ROME – On Tuesday morning, in the Sicilian town of Corleone – which would lend its name to the Hollywood archetypal American Mafia don in “The Godfather” – police arrested the Italian Casa Nostra’s “Capo di Capi [Chief of Chiefs].”
Italy’s most-wanted man, Bernardo Provenzano, was found in a farmhouse a mile outside of Corleone, and gave up without resistance.
The arrest ended a 43-year manhunt. You read it right. Forty-three years.
The first pictures of the man dubbed the “Ghost of Corleone” – for his ability to vanish into thin air whenever authorities believed they were closing in on him – were aired on Italian newschannels a few hours later, throwing coverage of the razor-tight national elections into the backseat.
The arrest video had a Hollywood feel to it. The scene was police headquarters in downtown Palermo, the Sicilian capital. A teeming crowd screaming “Bastardo!” and “Assassino!” pressed against the entrance archway, crushing around a police car.
Police officers, wearing bullet-proof vests and ski-masks, brusquely manhandled an elderly man into the building.
Provenzano, now 73, went on the lam in 1963, after the Carabinieri, Italy’s largest police force, ordered his arrest for a shootout in Corleone that killed three men.
He knew he couldn’t beat the rap, so he went into hiding. Subsequently, he rose through the ranks – having most of his rivals killed in the ’80s – and became the supreme chief of the Cosa Nostra (literally “our thing”) in 1993 after the arrest of then “Capo di Capi” Toto Riina.
Provenzano was always believed to be living in Sicily, avoiding capture with the support of a wide network of local people. In addition to his legendary cunning, a lack of pictures raised his mystique – he successfully avoided being photographed by authorities his entire life, except for once: a mugshot taken at his first-ever arrest on Sept. 17, 1958.
He even managed to have major surgery while being on the lam – and had the gall to bill the government for it.
In 2003, Provenzano was driven to France by his “soldiers” to have a prostate-cancer operation at a hospital in Marseilles. He used the name of the father of one of these soldiers as an assumed identity.
Once recovered and back in Sicily, according to a low-level Mafioso arrested last year, Provenzano then submitted an insurance claim to the National Health Service under his assumed name.
When investigators seized the medical files on the operation, they paid a visit to the man whose name had been used, a local bread baker. Police asked him how he was feeling after his operation.
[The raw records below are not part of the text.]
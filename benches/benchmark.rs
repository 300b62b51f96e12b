//! Canvas Server Performance Benchmark Suite
//!
//! Measures the serialized tile-change path with a realistic number of
//! logged-in sessions, and the cost of taking a statistics snapshot.

use criterion::{criterion_group, criterion_main, BenchmarkId, Criterion};
use place_server::{
    board::{Color, Tile},
    config::ServerConfig,
    server::{middleware::ChangeRateLimiter, ServerState, Session},
};
use std::{sync::Arc, time::Duration};
use tokio::{runtime::Runtime, sync::mpsc};
use uuid::Uuid;

/// Builds server state with `sessions` logged-in sessions whose queues are
/// drained in the background.
fn state_with_sessions(rt: &Runtime, sessions: usize) -> Arc<ServerState> {
    let config = ServerConfig {
        dimension: 64,
        ..ServerConfig::default()
    };
    let state = Arc::new(ServerState::new(config).expect("valid benchmark config"));

    rt.block_on(async {
        for i in 0..sessions {
            let (tx, mut rx) = mpsc::unbounded_channel();
            tokio::spawn(async move { while rx.recv().await.is_some() {} });
            let addr = "127.0.0.1:9000".parse().unwrap();
            let limiter = Arc::new(ChangeRateLimiter::new(state.change_quota));
            let session = Session::new(Uuid::new_v4(), format!("user{}", i), addr, tx, limiter);
            state.board.login(Arc::new(session), None).await.unwrap();
        }
    });

    state
}

/// Benchmark group for the critical section: record, validate, set, broadcast.
fn bench_change_tile(c: &mut Criterion) {
    let rt = Runtime::new().unwrap();

    let mut group = c.benchmark_group("change_tile");
    group.measurement_time(Duration::from_secs(5));

    for sessions in [1usize, 32, 256] {
        let state = state_with_sessions(&rt, sessions);
        let mut n = 0i32;
        group.bench_with_input(BenchmarkId::from_parameter(sessions), &sessions, |b, _| {
            b.to_async(&rt).iter(|| {
                n = n.wrapping_add(1);
                let tile = Tile::new(n.rem_euclid(64), (n / 64).rem_euclid(64), Color::ALL[n.rem_euclid(16) as usize], "user0");
                let state = state.clone();
                async move { state.board.change_tile(tile).await }
            });
        });
    }

    group.finish();
}

/// Benchmark for building a statistics report over a well-used board.
fn bench_stats_snapshot(c: &mut Criterion) {
    let rt = Runtime::new().unwrap();
    let state = state_with_sessions(&rt, 1);
    for n in 0..10_000i32 {
        let tile = Tile::new(n % 64, (n / 64) % 64, Color::ALL[(n % 16) as usize], format!("user{}", n % 50));
        state.stats.record(&tile);
    }

    c.bench_function("stats_snapshot", |b| b.iter(|| state.stats.snapshot()));
}

// Configure benchmark groups
criterion_group!(
    name = benches;
    config = Criterion::default()
        .significance_level(0.05)
        .noise_threshold(0.05);
    targets = bench_change_tile, bench_stats_snapshot
);
criterion_main!(benches);
//! # Shared Canvas Server
//!
//! Boots the canvas server: loads configuration, binds the WebSocket
//! listener, serves operator metrics over HTTP and answers `stat` on stdin
//! with a statistics report.
//!
//! ## Usage
//! `place-server [port] [dimension]`, or `PLACE_PORT` / `PLACE_DIMENSION` and
//! the other `PLACE_*` variables (a `.env` file is honored).

use place_server::{config, server};
use std::sync::Arc;
use tokio::{
    io::{AsyncBufReadExt, BufReader},
    net::TcpListener,
    signal,
};
use tracing::{error, info};
use place_server::server::ServerState;

/// Entry point for the canvas server.
///
/// # Errors
/// Returns an error if configuration validation fails or if the server fails to bind to a port.
#[tokio::main]
async fn main() -> Result<(), anyhow::Error> {
    let _ = dotenv::dotenv();
    tracing_subscriber::fmt::init();

    let config = config::ServerConfig::load(std::env::args().skip(1))?;
    let state = Arc::new(ServerState::new(config)?);

    let listener = TcpListener::bind(format!("0.0.0.0:{}", state.config.port)).await?;
    info!(
        "Server listening on port {} with a {}x{} board",
        state.config.port, state.config.dimension, state.config.dimension
    );

    let metrics_state = state.clone();
    tokio::spawn(async move {
        if let Err(e) = server::health::serve_metrics_http(metrics_state).await {
            error!("Metrics endpoint stopped: {}", e);
        }
    });
    tokio::spawn(operator_console(state.clone()));

    // Handle incoming connections or shutdown signals
    tokio::select! {
        _ = server::accept_connections(listener, state.clone()) => {},
        _ = shutdown_signal() => {
            info!("Shutting down gracefully");
        }
    }

    Ok(())
}

/// Prints a statistics report whenever a stdin line starts with `stat`.
async fn operator_console(state: Arc<ServerState>) {
    let mut lines = BufReader::new(tokio::io::stdin()).lines();
    loop {
        match lines.next_line().await {
            Ok(Some(line)) if line.trim().to_lowercase().starts_with("stat") => {
                println!("{}", state.stats.snapshot());
            }
            Ok(Some(_)) => {}
            Ok(None) => return,
            Err(e) => {
                error!("Console read failed: {}", e);
                return;
            }
        }
    }
}

/// Listens for a shutdown signal (Ctrl+C).
async fn shutdown_signal() {
    if let Err(e) = signal::ctrl_c().await {
        error!("Failed to listen for shutdown signal: {}", e);
        std::future::pending::<()>().await;
    }
}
He swore he had no idea what they were talking about, that he’d never had a prostate problem and had never been to France.
Another arrested mobster said he had seen Provenzano appear at a meeting of the “Cupola,” the mafia’s ruling council, dressed in the vestments of a Roman Catholic bishop.
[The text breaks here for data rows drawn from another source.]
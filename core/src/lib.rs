#![deny(
    unsafe_code,
    missing_docs,
    dead_code,
    unused_results,
    non_snake_case,
    unreachable_pub
)]

//! Core contracts shared across the Shroud engine.
//!
//! This crate defines the data surface that connects the authoritative shroud
//! grid, the pure per-concern systems, and the observer facade. Hosts describe
//! their map through the [`TileMap`] trait and their revealing objects through
//! [`SightSource`] values; the engine answers with [`ShroudChange`] events
//! drained once per simulation tick.

use std::fmt;

use serde::{Deserialize, Serialize};
use thiserror::Error;

/// Simulation ticks that elapse per second of game time.
pub const BASE_TICKS_PER_SECOND: u32 = 15;

/// Seconds a temporary reveal stays lit before reverting.
pub const TEMPORARY_REVEAL_DURATION_SECONDS: u32 = 10;

/// Tick count a freshly seeded temporary reveal starts from.
pub const TEMPORARY_REVEAL_TICKS: u32 = BASE_TICKS_PER_SECOND * TEMPORARY_REVEAL_DURATION_SECONDS;

/// Visibility classification held by a single shroud cell.
///
/// The ordering is the reveal direction: merging two grids keeps the
/// per-cell maximum, and batched reveals never lower a cell's type.
#[derive(
    Clone, Copy, Debug, Default, PartialEq, Eq, PartialOrd, Ord, Hash, Serialize, Deserialize,
)]
#[repr(u8)]
pub enum ShroudType {
    /// Never seen, or explicitly covered again.
    #[default]
    Unexplored = 0,
    /// Lit for a bounded number of ticks, then reverts.
    TemporaryReveal = 1,
    /// Permanently explored for this observer.
    Explored = 2,
}

impl ShroudType {
    /// Numeric encoding stored in the low bits of a packed cell.
    #[must_use]
    pub const fn as_u8(self) -> u8 {
        self as u8
    }

    /// Decodes a stored value, treating anything unknown as [`ShroudType::Unexplored`].
    #[must_use]
    pub const fn from_u8(value: u8) -> Self {
        match value {
            1 => Self::TemporaryReveal,
            2 => Self::Explored,
            _ => Self::Unexplored,
        }
    }
}

/// Flag bits stored alongside the visibility type in a packed cell.
///
/// Flags are independent of the type: setting or clearing them never changes
/// the cell's [`ShroudType`], and merging grids combines flags with bitwise or.
#[derive(
    Clone, Copy, Debug, Default, PartialEq, Eq, PartialOrd, Ord, Hash, Serialize, Deserialize,
)]
pub struct CellFlags(u8);

impl CellFlags {
    /// No flags set.
    pub const NONE: Self = Self(0);

    /// Dims tiles that were seen before but are outside current vision.
    pub const DARKEN: Self = Self(0b0000_0001);

    const MASK: u8 = 0b0001_1111;

    /// Raw flag bits, already shifted into flag space.
    #[must_use]
    pub const fn bits(self) -> u8 {
        self.0
    }

    /// Reconstructs flags from raw bits, discarding bits outside flag space.
    #[must_use]
    pub const fn from_bits(bits: u8) -> Self {
        Self(bits & Self::MASK)
    }

    /// Reports whether every flag in `other` is set on `self`.
    #[must_use]
    pub const fn contains(self, other: Self) -> bool {
        self.0 & other.0 == other.0
    }

    /// Returns `self` with every flag in `other` additionally set.
    #[must_use]
    pub const fn with(self, other: Self) -> Self {
        Self(self.0 | other.0)
    }

    /// Returns `self` with every flag in `other` cleared.
    #[must_use]
    pub const fn without(self, other: Self) -> Self {
        Self(self.0 & !other.0)
    }

    /// Bitwise union of both flag sets.
    #[must_use]
    pub const fn union(self, other: Self) -> Self {
        Self(self.0 | other.0)
    }

    /// Reports whether no flag is set.
    #[must_use]
    pub const fn is_empty(self) -> bool {
        self.0 == 0
    }
}

/// Decoded per-cell shroud state.
///
/// The grid stores cells as packed bytes; this is the value hosts see.
#[derive(
    Clone, Copy, Debug, Default, PartialEq, Eq, PartialOrd, Ord, Hash, Serialize, Deserialize,
)]
pub struct CellState {
    shroud_type: ShroudType,
    flags: CellFlags,
}

impl CellState {
    /// Creates a cell state from its two components.
    #[must_use]
    pub const fn new(shroud_type: ShroudType, flags: CellFlags) -> Self {
        Self { shroud_type, flags }
    }

    /// Visibility classification of the cell.
    #[must_use]
    pub const fn shroud_type(self) -> ShroudType {
        self.shroud_type
    }

    /// Flag bits carried by the cell.
    #[must_use]
    pub const fn flags(self) -> CellFlags {
        self.flags
    }

    /// Returns the state with a replacement visibility type, flags untouched.
    #[must_use]
    pub const fn with_type(self, shroud_type: ShroudType) -> Self {
        Self {
            shroud_type,
            flags: self.flags,
        }
    }

    /// Returns the state with replacement flags, type untouched.
    #[must_use]
    pub const fn with_flags(self, flags: CellFlags) -> Self {
        Self {
            shroud_type: self.shroud_type,
            flags,
        }
    }

    /// Encodes the state into one byte: type in the low three bits, flags above.
    #[must_use]
    pub const fn pack(self) -> u8 {
        self.shroud_type.as_u8() | (self.flags.bits() << 3)
    }

    /// Decodes a packed byte produced by [`CellState::pack`].
    #[must_use]
    pub const fn unpack(byte: u8) -> Self {
        Self {
            shroud_type: ShroudType::from_u8(byte & 0b0000_0111),
            flags: CellFlags::from_bits(byte >> 3),
        }
    }
}

/// Position of a tile on the map: grid coordinates plus elevation.
#[derive(
    Clone, Copy, Debug, Default, PartialEq, Eq, PartialOrd, Ord, Hash, Serialize, Deserialize,
)]
pub struct TilePosition {
    rx: i32,
    ry: i32,
    z: i32,
}

impl TilePosition {
    /// Creates a new tile position.
    #[must_use]
    pub const fn new(rx: i32, ry: i32, z: i32) -> Self {
        Self { rx, ry, z }
    }

    /// Map column of the tile.
    #[must_use]
    pub const fn rx(&self) -> i32 {
        self.rx
    }

    /// Map row of the tile.
    #[must_use]
    pub const fn ry(&self) -> i32 {
        self.ry
    }

    /// Terrain elevation of the tile.
    #[must_use]
    pub const fn z(&self) -> i32 {
        self.z
    }
}

/// Index into the shroud grid's collapsed 2-D address space.
///
/// Multiple tile positions at different elevations can map to the same
/// shroud coordinate; the transform in the world crate folds elevation into
/// the index instead of storing one layer per height level.
#[derive(
    Clone, Copy, Debug, Default, PartialEq, Eq, PartialOrd, Ord, Hash, Serialize, Deserialize,
)]
pub struct ShroudCoordinate {
    sx: i32,
    sy: i32,
}

impl ShroudCoordinate {
    /// Creates a new shroud coordinate.
    #[must_use]
    pub const fn new(sx: i32, sy: i32) -> Self {
        Self { sx, sy }
    }

    /// Horizontal index into the shroud grid.
    #[must_use]
    pub const fn sx(&self) -> i32 {
        self.sx
    }

    /// Vertical index into the shroud grid.
    #[must_use]
    pub const fn sy(&self) -> i32 {
        self.sy
    }
}

/// Width and height of a grid measured in whole cells.
#[derive(
    Clone, Copy, Debug, Default, PartialEq, Eq, PartialOrd, Ord, Hash, Serialize, Deserialize,
)]
pub struct GridSize {
    width: u32,
    height: u32,
}

impl GridSize {
    /// Creates a new size descriptor with explicit dimensions.
    #[must_use]
    pub const fn new(width: u32, height: u32) -> Self {
        Self { width, height }
    }

    /// Width of the grid in cells.
    #[must_use]
    pub const fn width(&self) -> u32 {
        self.width
    }

    /// Height of the grid in cells.
    #[must_use]
    pub const fn height(&self) -> u32 {
        self.height
    }
}

impl fmt::Display for GridSize {
    fn fmt(&self, formatter: &mut fmt::Formatter<'_>) -> fmt::Result {
        write!(formatter, "{}x{}", self.width, self.height)
    }
}

/// Terrain classification consumed when recording elevation ceilings.
#[derive(
    Clone, Copy, Debug, Default, PartialEq, Eq, PartialOrd, Ord, Hash, Serialize, Deserialize,
)]
pub enum TerrainKind {
    /// Ordinary walkable ground.
    #[default]
    Level,
    /// Cliff face; contributes one level less than its elevation so reveals
    /// from directly below are not blocked by the face itself.
    Cliff,
}

/// One cell of the host's isometric map, as consumed by grid construction.
#[derive(
    Clone, Copy, Debug, Default, PartialEq, Eq, PartialOrd, Ord, Hash, Serialize, Deserialize,
)]
pub struct Tile {
    /// Map coordinates and elevation of the tile.
    pub position: TilePosition,
    /// Terrain classification of the tile.
    pub terrain: TerrainKind,
}

impl Tile {
    /// Creates a new tile descriptor.
    #[must_use]
    pub const fn new(position: TilePosition, terrain: TerrainKind) -> Self {
        Self { position, terrain }
    }

    /// Elevation this tile records into the grid's ceiling array.
    ///
    /// Cliff tiles above ground level contribute `z - 1`.
    #[must_use]
    pub const fn ceiling_contribution(&self) -> i32 {
        match self.terrain {
            TerrainKind::Cliff if self.position.z() > 0 => self.position.z() - 1,
            _ => self.position.z(),
        }
    }
}

/// Read-only query surface of the host's tile map.
///
/// The grid consumes this once during construction to size itself and
/// precompute elevation ceilings; it holds no reference back afterwards.
pub trait TileMap {
    /// Dimensions of the map measured in tiles.
    fn size(&self) -> GridSize;

    /// Highest elevation any tile on the map can reach.
    fn max_tile_height(&self) -> i32;

    /// Snapshot of every tile on the map.
    fn tiles(&self) -> Vec<Tile>;

    /// Tile at the provided map coordinates, if one exists.
    fn tile_at(&self, rx: i32, ry: i32) -> Option<Tile>;
}

/// Dense, vector-backed [`TileMap`] implementation.
///
/// One slot per map coordinate; absent tiles read as `None`. Suitable for
/// hosts that assemble maps procedurally, and for tests.
#[derive(Clone, Debug)]
pub struct StaticTileMap {
    size: GridSize,
    max_tile_height: i32,
    slots: Vec<Option<Tile>>,
}

impl StaticTileMap {
    /// Creates an empty map with the provided dimensions and height limit.
    #[must_use]
    pub fn new(size: GridSize, max_tile_height: i32) -> Self {
        let capacity = size.width() as usize * size.height() as usize;
        Self {
            size,
            max_tile_height,
            slots: vec![None; capacity],
        }
    }

    /// Creates a map fully populated with level ground tiles at elevation zero.
    #[must_use]
    pub fn flat(size: GridSize) -> Self {
        let mut map = Self::new(size, 0);
        for ry in 0..size.height() as i32 {
            for rx in 0..size.width() as i32 {
                map.insert(Tile::new(TilePosition::new(rx, ry, 0), TerrainKind::Level));
            }
        }
        map
    }

    /// Places a tile at its own map coordinates; out-of-range tiles are ignored.
    pub fn insert(&mut self, tile: Tile) {
        if let Some(index) = self.index(tile.position.rx(), tile.position.ry()) {
            self.slots[index] = Some(tile);
        }
    }

    fn index(&self, rx: i32, ry: i32) -> Option<usize> {
        let width = i64::from(self.size.width());
        let height = i64::from(self.size.height());
        let rx = i64::from(rx);
        let ry = i64::from(ry);
        if rx >= 0 && rx < width && ry >= 0 && ry < height {
            usize::try_from(ry * width + rx).ok()
        } else {
            None
        }
    }
}

impl TileMap for StaticTileMap {
    fn size(&self) -> GridSize {
        self.size
    }

    fn max_tile_height(&self) -> i32 {
        self.max_tile_height
    }

    fn tiles(&self) -> Vec<Tile> {
        self.slots.iter().copied().flatten().collect()
    }

    fn tile_at(&self, rx: i32, ry: i32) -> Option<Tile> {
        self.index(rx, ry).and_then(|index| self.slots[index])
    }
}

/// Structural classification of a revealing object.
#[derive(
    Clone, Copy, Debug, Default, PartialEq, Eq, PartialOrd, Ord, Hash, Serialize, Deserialize,
)]
pub enum StructureKind {
    /// Mobile unit.
    #[default]
    Unit,
    /// Ordinary building.
    Building,
    /// Wall segment built as a building; never grants vision.
    WallBuilding,
}

/// Minimal shape of an object that can reveal shroud.
#[derive(Clone, Copy, Debug, PartialEq)]
pub struct SightSource {
    /// Tile the object currently occupies.
    pub tile: TilePosition,
    /// Additional elevation of the object above its tile.
    pub tile_elevation: i32,
    /// Vision radius measured in shroud cells.
    pub sight_radius: f64,
    /// Structural classification used to gate reveal eligibility.
    pub structure: StructureKind,
}

impl SightSource {
    /// Creates a new sight source descriptor.
    #[must_use]
    pub const fn new(
        tile: TilePosition,
        tile_elevation: i32,
        sight_radius: f64,
        structure: StructureKind,
    ) -> Self {
        Self {
            tile,
            tile_elevation,
            sight_radius,
            structure,
        }
    }

    /// Reports whether the source is any kind of building.
    #[must_use]
    pub const fn is_building(&self) -> bool {
        matches!(
            self.structure,
            StructureKind::Building | StructureKind::WallBuilding
        )
    }

    /// Reports whether the source is a wall built as a building.
    #[must_use]
    pub const fn is_wall_building(&self) -> bool {
        matches!(self.structure, StructureKind::WallBuilding)
    }

    /// Elevation the source reveals from: tile elevation plus its own offset.
    #[must_use]
    pub const fn reveal_elevation(&self) -> i32 {
        self.tile.z() + self.tile_elevation
    }
}

/// Change notification emitted after shroud state mutates.
///
/// At most one [`ShroudChange::Full`] or [`ShroudChange::Incremental`] event
/// is emitted per `update()` call; the bulk events are emitted synchronously
/// by their originating operations.
#[derive(Clone, Debug, PartialEq, Eq, Hash, Serialize, Deserialize)]
pub enum ShroudChange {
    /// The entire surface must be repainted.
    Full,
    /// Only the listed cells changed.
    Incremental {
        /// Shroud cells whose stored state differs from before the tick,
        /// sorted and free of duplicates.
        cells: Vec<ShroudCoordinate>,
    },
    /// Every cell became explored at once.
    Clear,
    /// Every cell became unexplored at once.
    Cover,
}

/// Error raised when two grids of different dimensions are combined.
#[derive(Clone, Copy, Debug, PartialEq, Eq, Error)]
#[error("grid dimensions differ: {left} vs {right}")]
pub struct DimensionMismatch {
    /// Dimensions of the grid receiving the operation.
    pub left: GridSize,
    /// Dimensions of the grid supplying the operation.
    pub right: GridSize,
}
The Capo di Capi was deeply, and rightfully, paranoid of being eavesdropped, so he never spoke on the phone or used cell phones. But he had to communicate somehow, and it was his unusual method that eventually would lead to his arrest.
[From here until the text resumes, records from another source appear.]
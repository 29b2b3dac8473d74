#![deny(
    unsafe_code,
    missing_docs,
    dead_code,
    unused_results,
    non_snake_case,
    unreachable_pub
)]

//! Observer-facing shroud facade and per-tick update driver.
//!
//! One [`ObserverShroud`] tracks fog-of-war for one observer (a player or a
//! spectator view). Reveal calls made during a tick only enqueue work; the
//! host calls [`ObserverShroud::update`] exactly once per simulation tick,
//! which drains the batched reveals, applies queued flag toggles, advances
//! temporary-reveal countdowns, and emits at most one change event into the
//! caller's event buffer. Hosts drain that buffer once per tick.

use shroud_core::{
    CellFlags, DimensionMismatch, ShroudChange, ShroudCoordinate, ShroudType, SightSource,
    TileMap, TilePosition,
};
use shroud_system_invalidation::InvalidationScheduler;
use shroud_system_temporary_reveal::TemporaryRevealTracker;
use shroud_world::{query, FlagOp, ShroudGrid, TypeSet};

/// Types an unreveal is allowed to overwrite; covering never touches
/// unexplored or temporarily revealed cells.
const UNREVEALABLE: TypeSet = TypeSet::empty().with(ShroudType::Explored);

/// Per-observer fog-of-war state with a batched, tick-driven update cycle.
#[derive(Debug)]
pub struct ObserverShroud {
    grid: ShroudGrid,
    scheduler: InvalidationScheduler,
    tracker: TemporaryRevealTracker,
    pending_flags: Vec<FlagToggle>,
    full_invalidation: bool,
}

#[derive(Clone, Copy, Debug)]
struct FlagToggle {
    center: ShroudCoordinate,
    radius: f64,
    op: FlagOp,
}

impl ObserverShroud {
    /// Builds a fully shrouded observer state sized from the provided map.
    #[must_use]
    pub fn from_tiles(map: &impl TileMap) -> Self {
        Self {
            grid: ShroudGrid::from_tiles(map),
            scheduler: InvalidationScheduler::new(),
            tracker: TemporaryRevealTracker::new(),
            pending_flags: Vec::new(),
            full_invalidation: false,
        }
    }

    /// Read-only access to the underlying grid.
    #[must_use]
    pub fn grid(&self) -> &ShroudGrid {
        &self.grid
    }

    /// Reports whether the tile is unexplored at its elevation plus `z_offset`.
    #[must_use]
    pub fn is_shrouded(&self, tile: TilePosition, z_offset: i32) -> bool {
        query::is_shrouded(&self.grid, tile, z_offset)
    }

    /// Visibility classification for the provided tile.
    #[must_use]
    pub fn shroud_type(&self, tile: TilePosition) -> ShroudType {
        query::shroud_type(&self.grid, tile)
    }

    /// Visibility classification for raw map coordinates and elevation.
    #[must_use]
    pub fn shroud_type_by_tile_coords(&self, rx: i32, ry: i32, z: i32) -> ShroudType {
        query::shroud_type_by_tile_coords(&self.grid, rx, ry, z)
    }

    /// Reports whether every one of the provided flags is set on the tile.
    #[must_use]
    pub fn is_flagged(&self, tile: TilePosition, flags: CellFlags) -> bool {
        query::is_flagged(&self.grid, tile, flags)
    }

    /// Enqueues vision for an object; resolved on the next [`Self::update`].
    pub fn reveal_from(&mut self, source: &SightSource) {
        self.scheduler.queue_source(&self.grid, source);
    }

    /// Enqueues an administrative area reveal with no elevation gating.
    pub fn reveal_around(&mut self, tile: TilePosition, radius: f64) {
        self.scheduler.queue_area(&self.grid, tile, radius);
    }

    /// Enqueues a fixed-radius reveal covering the object's own footprint.
    pub fn reveal_object(&mut self, source: &SightSource) {
        self.scheduler.queue_object(&self.grid, source);
    }

    /// Queues a flag toggle over an area; applied on the next [`Self::update`].
    pub fn toggle_flags_around(
        &mut self,
        tile: TilePosition,
        radius: f64,
        flags: CellFlags,
        set: bool,
    ) {
        let op = if set {
            FlagOp::Set(flags)
        } else {
            FlagOp::Clear(flags)
        };
        self.pending_flags.push(FlagToggle {
            center: self.grid.shroud_coordinate(tile),
            radius,
            op,
        });
    }

    /// Seeds a temporary reveal; the type flip happens on the next
    /// [`Self::update`] and reverts automatically when the countdown expires.
    pub fn reveal_temporarily(&mut self, source: &SightSource) {
        self.tracker.seed_source(&self.grid, source);
    }

    /// Immediately covers previously explored cells around the tile.
    ///
    /// Runs outside the batched cycle: the grid mutates now and the resulting
    /// incremental event (if any cell actually changed) is pushed before this
    /// call returns.
    pub fn unreveal_around(
        &mut self,
        tile: TilePosition,
        radius: f64,
        out_changes: &mut Vec<ShroudChange>,
    ) {
        let center = self.grid.shroud_coordinate(tile);
        let mut changed = Vec::new();
        self.grid.set_cells_in_radius(
            center,
            radius,
            f64::INFINITY,
            Some(ShroudType::Unexplored),
            UNREVEALABLE,
            None,
            &mut changed,
        );

        changed.sort_unstable();
        changed.dedup();
        if let Some(event) = notifier::decide(false, changed) {
            out_changes.push(event);
        }
    }

    /// Marks the whole map explored and emits exactly one clear event.
    ///
    /// Pending batched work is discarded; the bulk write supersedes it.
    pub fn reveal_all(&mut self, out_changes: &mut Vec<ShroudChange>) {
        self.discard_pending();
        self.grid.reveal_all();
        out_changes.push(ShroudChange::Clear);
    }

    /// Covers the whole map again and emits exactly one cover event.
    ///
    /// Pending batched work is discarded; the bulk write supersedes it.
    pub fn reset(&mut self, out_changes: &mut Vec<ShroudChange>) {
        self.discard_pending();
        self.grid.reset_all();
        out_changes.push(ShroudChange::Cover);
    }

    /// Requests a full repaint from the next [`Self::update`].
    pub fn invalidate_all(&mut self) {
        self.full_invalidation = true;
    }

    /// Detached copy of the grid; mutating it never affects this observer.
    #[must_use]
    pub fn clone_grid(&self) -> ShroudGrid {
        self.grid.clone()
    }

    /// Overwrites this observer's grid with another observer's.
    ///
    /// The next [`Self::update`] emits a full repaint event.
    pub fn copy_grid_from(&mut self, other: &ShroudGrid) -> Result<(), DimensionMismatch> {
        self.grid.copy_from(other)?;
        self.full_invalidation = true;
        Ok(())
    }

    /// Folds another observer's vision into this one.
    ///
    /// Per cell the stronger type and the union of flags win. The next
    /// [`Self::update`] emits a full repaint event.
    pub fn merge_grid_from(&mut self, other: &ShroudGrid) -> Result<(), DimensionMismatch> {
        self.grid.merge_from(other)?;
        self.full_invalidation = true;
        Ok(())
    }

    /// Advances the shroud by one simulation tick.
    ///
    /// Drains the batched reveals first, then applies queued flag toggles,
    /// then advances temporary-reveal countdowns; the combined change list is
    /// sorted, deduplicated, and collapsed into at most one event. Must be
    /// called exactly once per tick.
    pub fn update(&mut self, out_changes: &mut Vec<ShroudChange>) {
        let mut changed = Vec::new();

        self.scheduler.drain(&mut self.grid, &mut changed);

        for toggle in std::mem::take(&mut self.pending_flags) {
            self.grid.set_cells_in_radius(
                toggle.center,
                toggle.radius,
                f64::INFINITY,
                None,
                TypeSet::ALL,
                Some(toggle.op),
                &mut changed,
            );
        }

        self.tracker.tick(&mut self.grid, &mut changed);

        changed.sort_unstable();
        changed.dedup();

        let full = std::mem::take(&mut self.full_invalidation);
        if let Some(event) = notifier::decide(full, changed) {
            out_changes.push(event);
        }
    }

    fn discard_pending(&mut self) {
        self.scheduler.clear();
        self.tracker.clear();
        self.pending_flags.clear();
        self.full_invalidation = false;
    }
}

/// Collapses one tick's observations into at most one change event.
pub mod notifier {
    use shroud_core::{ShroudChange, ShroudCoordinate};

    /// Per-tick decision table.
    ///
    /// A requested full repaint wins outright and the incremental list is
    /// dropped, so consumers never redraw twice for one tick. Otherwise a
    /// non-empty list is reported as-is and an empty tick emits nothing.
    #[must_use]
    pub fn decide(full: bool, cells: Vec<ShroudCoordinate>) -> Option<ShroudChange> {
        if full {
            return Some(ShroudChange::Full);
        }
        if cells.is_empty() {
            None
        } else {
            Some(ShroudChange::Incremental { cells })
        }
    }
}

/// Folds several observers' grids into `target`, failing fast on the first
/// dimension mismatch.
///
/// Shared vision for an alliance or a spectator is the union of the members'
/// grids; this is a thin fold over [`ShroudGrid::merge_from`] with no state
/// of its own.
pub fn merge_visibility(
    target: &mut ShroudGrid,
    sources: &[&ShroudGrid],
) -> Result<(), DimensionMismatch> {
    for source in sources {
        target.merge_from(source)?;
    }
    Ok(())
}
Using small pieces of paper with typewritten orders on them, his messages – known in the mob as “pizzini” – were hand-delivered by complicated relays between many assistants.
Months ago, police were able to intercept one such pizzini sent by Provenzano’s wife, who lives in Corleone, to her husband. With careful surveillance, they then tracked two packages sent by her that, after tortuous journeys, were delivered to the farmhouse where Provenzano was arrested.
When the police felt confident, they struck. And for the first time in 43 years, Italy would finally see the face of a ghost who ordered the deaths of hundreds of people.
The face of an old man, with glasses, behind bars.